## Try it
Each line holding the word "derive" must appear in the answer, copied from the entries.

(Source data)
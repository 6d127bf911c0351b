//! Field schemas and scalar values.
//!
//! A [`Schema`] is an ordered list of [`FieldSpec`]s: one named, typed field
//! per configuration entry, with an optional default. The schema is the
//! contract every extractor and the merge step work against — field names are
//! the canonical, case-sensitive lookup keys across all sources.

use std::fmt;
use std::str::FromStr;

use crate::error::{ConfigError, Result};

/// The closed set of scalar kinds a field can declare.
#[derive(Debug, Clone, Copy, PartialEq, Eq, Hash)]
pub enum FieldKind {
    /// A UTF-8 string, with matching outer quote pairs stripped.
    String,
    /// A signed 64-bit integer, accepting `0b`/`0o`/`0x` base prefixes.
    Integer,
    /// A boolean literal.
    Boolean,
}

impl FieldKind {
    /// The lowercase name of this kind, as used in error messages.
    pub fn name(self) -> &'static str {
        match self {
            FieldKind::String => "string",
            FieldKind::Integer => "integer",
            FieldKind::Boolean => "boolean",
        }
    }
}

impl fmt::Display for FieldKind {
    fn fmt(&self, f: &mut fmt::Formatter<'_>) -> fmt::Result {
        f.write_str(self.name())
    }
}

impl FromStr for FieldKind {
    type Err = ConfigError;

    /// Parse a kind from its textual name.
    ///
    /// This is the registration-time seam for callers that build schemas from
    /// external descriptors: an unrecognized kind name fails with
    /// [`ConfigError::UnsupportedType`] before any source is consulted.
    fn from_str(s: &str) -> Result<Self> {
        match s {
            "string" | "str" => Ok(FieldKind::String),
            "integer" | "int" => Ok(FieldKind::Integer),
            "boolean" | "bool" => Ok(FieldKind::Boolean),
            other => Err(ConfigError::UnsupportedType {
                kind: other.to_string(),
            }),
        }
    }
}

/// A coerced scalar value, tagged with its kind.
#[derive(Debug, Clone, PartialEq, Eq)]
pub enum Value {
    /// A string value.
    String(String),
    /// An integer value.
    Integer(i64),
    /// A boolean value.
    Boolean(bool),
}

impl Value {
    /// The kind tag this value carries.
    pub fn kind(&self) -> FieldKind {
        match self {
            Value::String(_) => FieldKind::String,
            Value::Integer(_) => FieldKind::Integer,
            Value::Boolean(_) => FieldKind::Boolean,
        }
    }

    /// The string payload, if this is a string.
    pub fn as_str(&self) -> Option<&str> {
        match self {
            Value::String(s) => Some(s),
            _ => None,
        }
    }

    /// The integer payload, if this is an integer.
    pub fn as_i64(&self) -> Option<i64> {
        match self {
            Value::Integer(i) => Some(*i),
            _ => None,
        }
    }

    /// The boolean payload, if this is a boolean.
    pub fn as_bool(&self) -> Option<bool> {
        match self {
            Value::Boolean(b) => Some(*b),
            _ => None,
        }
    }
}

impl From<&str> for Value {
    fn from(s: &str) -> Self {
        Value::String(s.to_string())
    }
}

impl From<String> for Value {
    fn from(s: String) -> Self {
        Value::String(s)
    }
}

impl From<i64> for Value {
    fn from(i: i64) -> Self {
        Value::Integer(i)
    }
}

impl From<bool> for Value {
    fn from(b: bool) -> Self {
        Value::Boolean(b)
    }
}

impl fmt::Display for Value {
    fn fmt(&self, f: &mut fmt::Formatter<'_>) -> fmt::Result {
        match self {
            Value::String(s) => f.write_str(s),
            Value::Integer(i) => write!(f, "{}", i),
            Value::Boolean(b) => write!(f, "{}", b),
        }
    }
}

/// The declaration of one configuration field.
#[derive(Debug, Clone, PartialEq, Eq)]
pub struct FieldSpec {
    name: String,
    kind: FieldKind,
    default: Option<Value>,
}

impl FieldSpec {
    /// Declare a required field: resolution fails with
    /// [`ConfigError::MissingRequiredField`] if no source supplies it.
    pub fn required(name: impl Into<String>, kind: FieldKind) -> Self {
        Self {
            name: name.into(),
            kind,
            default: None,
        }
    }

    /// Declare an optional field with a default.
    ///
    /// The default is substituted at materialization time when no source
    /// supplies the field; it never participates in precedence. The default's
    /// kind should match `kind`.
    pub fn optional(name: impl Into<String>, kind: FieldKind, default: impl Into<Value>) -> Self {
        Self {
            name: name.into(),
            kind,
            default: Some(default.into()),
        }
    }

    /// The field's name — the canonical, case-sensitive lookup key.
    pub fn name(&self) -> &str {
        &self.name
    }

    /// The field's declared kind.
    pub fn kind(&self) -> FieldKind {
        self.kind
    }

    /// The declared default, if any.
    pub fn default(&self) -> Option<&Value> {
        self.default.as_ref()
    }

    /// Whether resolution must find a value for this field.
    pub fn is_required(&self) -> bool {
        self.default.is_none()
    }
}

/// An ordered set of field declarations.
///
/// Iteration order is declaration order, and the merge step resolves fields
/// in that order.
#[derive(Debug, Clone, Default)]
pub struct Schema {
    fields: Vec<FieldSpec>,
}

impl Schema {
    /// Start building a schema.
    pub fn builder() -> SchemaBuilder {
        SchemaBuilder { fields: Vec::new() }
    }

    /// The declared fields, in declaration order.
    pub fn fields(&self) -> &[FieldSpec] {
        &self.fields
    }

    /// Look up a field declaration by name.
    pub fn field(&self, name: &str) -> Option<&FieldSpec> {
        self.fields.iter().find(|f| f.name == name)
    }
}

/// Builder for [`Schema`].
///
/// # Examples
///
/// ```rust
/// use confstack::schema::{FieldKind, Schema};
///
/// let schema = Schema::builder()
///     .required("host", FieldKind::String)
///     .optional("port", FieldKind::Integer, 8080)
///     .optional("verbose", FieldKind::Boolean, false)
///     .build();
/// assert_eq!(schema.fields().len(), 3);
/// ```
#[derive(Debug)]
pub struct SchemaBuilder {
    fields: Vec<FieldSpec>,
}

impl SchemaBuilder {
    /// Add a required field.
    pub fn required(mut self, name: impl Into<String>, kind: FieldKind) -> Self {
        self.fields.push(FieldSpec::required(name, kind));
        self
    }

    /// Add an optional field with a default.
    pub fn optional(
        mut self,
        name: impl Into<String>,
        kind: FieldKind,
        default: impl Into<Value>,
    ) -> Self {
        self.fields.push(FieldSpec::optional(name, kind, default));
        self
    }

    /// Add a pre-built field declaration.
    pub fn field(mut self, spec: FieldSpec) -> Self {
        self.fields.push(spec);
        self
    }

    /// Finish building.
    pub fn build(self) -> Schema {
        Schema {
            fields: self.fields,
        }
    }
}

## Answer box
#[derive(Debug, Clone, Copy, PartialEq, Eq, Hash)]
#[derive(Debug, Clone, PartialEq, Eq)]
#[derive(Debug, Clone, PartialEq, Eq)]
#[derive(Debug, Clone, Default)]
#[derive(Debug)]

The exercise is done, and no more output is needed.